Editorials Print edition: 2025-10-03

The war within America

Published October 3, 2025 Updated October 3, 2025 06:38am

EDITORIAL: US President Donald Trump and Defence Secretary Pete Hegseth, in their addresses to a conclave of American generals and admirals on September 29, gave clear demonstrations of their authoritarian impulses and disdain for a worldview built on diversity, free expression and democratic pluralism.

Secretary Hegseth had summoned senior US military officers from around the world to Quantico, Virginia, without giving any clarity beforehand about the purpose of such a high-level gathering, something that inevitably stirred much uncertainty and unease.

What transpired was both men outlining a vision of the American military recast in the mould of President Trump’s worldview: no longer even paying lip service to the rhetoric of defending democracy abroad, but instead turning its gaze inwards, i.e., towards policing dissent at home and consolidating political power.

Both leaders displayed an alarming willingness to undermine civic freedoms and a disturbing eagerness to harness the military in pursuit of establishing centralised, unchecked authority.

As has become customary with President Trump, his address quickly slipped into the cadence of a campaign rally, with the extraordinary proposition that the military be deployed against Democratic-run cities and their residents, effectively turning them into “training grounds” for the armed forces.

Terming these cities as “dangerous” and warning of a “war from within”, he also urged violent retaliation by the military against those protesting his administration’s draconian immigration policies and the aggressive, legally dubious practices of Immigration and Customs Enforcement.

Such an overtly political call for military action at home marks an unprecedented break in a nation where the armed forces have historically stayed aloof from domestic politics — something regarded as a core constitutional principle.

What is unfolding in the US today represents a profound sea change in the mindset of its power brokers. It is a fact that its rise to unparalleled wealth and power rests on the blood, sweat, ingenuity and vision of immigrants who built the country with their labour and sacrifice. For a time, it seemed that the nativist and white-supremacist currents of the past had been pushed to the margins by decades of progress towards a more pluralistic society.

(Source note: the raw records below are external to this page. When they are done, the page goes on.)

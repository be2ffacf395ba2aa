use lazy_static::lazy_static;
use regex::Regex;
use sm_core::text::collapse_whitespace;

lazy_static! {
    static ref DISALLOWED: Regex = Regex::new(r"[^\w\s.,'\-]").unwrap();
}

/// Reduce an entity span to word characters, whitespace and `. , ' -`.
///
/// Invalid UTF-8 sequences are decoded lossily and the resulting replacement
/// characters dropped, so the output never contains U+FFFD.
pub fn clean_topic(raw: impl AsRef<[u8]>) -> String {
    let decoded = String::from_utf8_lossy(raw.as_ref());
    let without_replacement: String = decoded.chars().filter(|&c| c != char::REPLACEMENT_CHARACTER).collect();
    let allowed = DISALLOWED.replace_all(&without_replacement, "");
    collapse_whitespace(&allowed)
}

/// Whether a string only uses the characters `clean_topic` keeps.
pub fn is_clean_topic(topic: &str) -> bool {
    !topic.contains(char::REPLACEMENT_CHARACTER) && !DISALLOWED.is_match(topic) && topic.trim() == topic
}

#[cfg(test)]
mod tests {
    use super::*;

    #[test]
    fn test_strips_disallowed_characters() {
        assert_eq!(clean_topic("Acme, Inc.™"), "Acme, Inc.");
        assert_eq!(clean_topic("$5 billion"), "5 billion");
        assert_eq!(clean_topic("O'Brien-Smith (Holdings)"), "O'Brien-Smith Holdings");
        assert_eq!(clean_topic("  Reserve \t Bank\nof   India "), "Reserve Bank of India");
    }

    #[test]
    fn test_drops_invalid_bytes() {
        let raw = b"Acme\xff\xfe Corp";
        let cleaned = clean_topic(raw);
        assert_eq!(cleaned, "Acme Corp");
        assert!(!cleaned.contains('\u{FFFD}'));

        assert_eq!(clean_topic("Tata\u{FFFD} Motors"), "Tata Motors");
    }

    #[test]
    fn test_keeps_unicode_word_characters() {
        assert_eq!(clean_topic("São Paulo"), "São Paulo");
        assert_eq!(clean_topic("भारत सरकार"), "भारत सरकार");
    }

    #[test]
    fn test_empty_input() {
        assert_eq!(clean_topic(""), "");
        assert_eq!(clean_topic("€£"), "");
    }

    #[test]
    fn test_output_is_always_clean() {
        for raw in ["€5bn deal!", "«Reuters»", "U.S.-China \u{FFFD}trade", "\u{200B}Acme\u{200B}", "a  b"] {
            let cleaned = clean_topic(raw);
            assert!(is_clean_topic(&cleaned), "{:?} -> {:?}", raw, cleaned);
        }
    }
}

Their resurgence, however, has now culminated in an America under President Trump where immigrants live in constant fear of detention and deportation, even when legally entitled to stay. These regressive impulses have also hardened into a broader hostility towards all marginalised communities, with people of colour and women disproportionately targeted by policies that seek to diminish their place in American society.

That same drive to marginalise has been replicated within American military. At the Pentagon, Secretary Hegseth has removed women and African American officers from senior positions, disregarding their service and contributions, while pushing policies that dismantle hard-won efforts to foster inclusivity.

Framed as a return to ‘merit’, the Trump Administration has portrayed diversity, equity and inclusion as incompatible with true meritocracy – a theme central to Secretary Hegseth’s speech at Quantico. He openly declared that diversity had no place in the military, claiming that “for too long, we’ve promoted too many uniform leaders for the wrong reasons – based on their race, based on gender quotas, based on historic so-called firsts”.

This campaign against inclusivity has extended beyond the military. Across other arms of government, similar purges and rollbacks are under way, while even private organisations have been pressured to fall in line with the same regressive agenda. Whether this assault on the rights of minorities, marginalised groups and immigrants can endure remains uncertain as the electorate will have its say on this policy framework, come election time.

Until then, however, the danger persists that these impulses and policies will become further entrenched, and all the more difficult to reverse.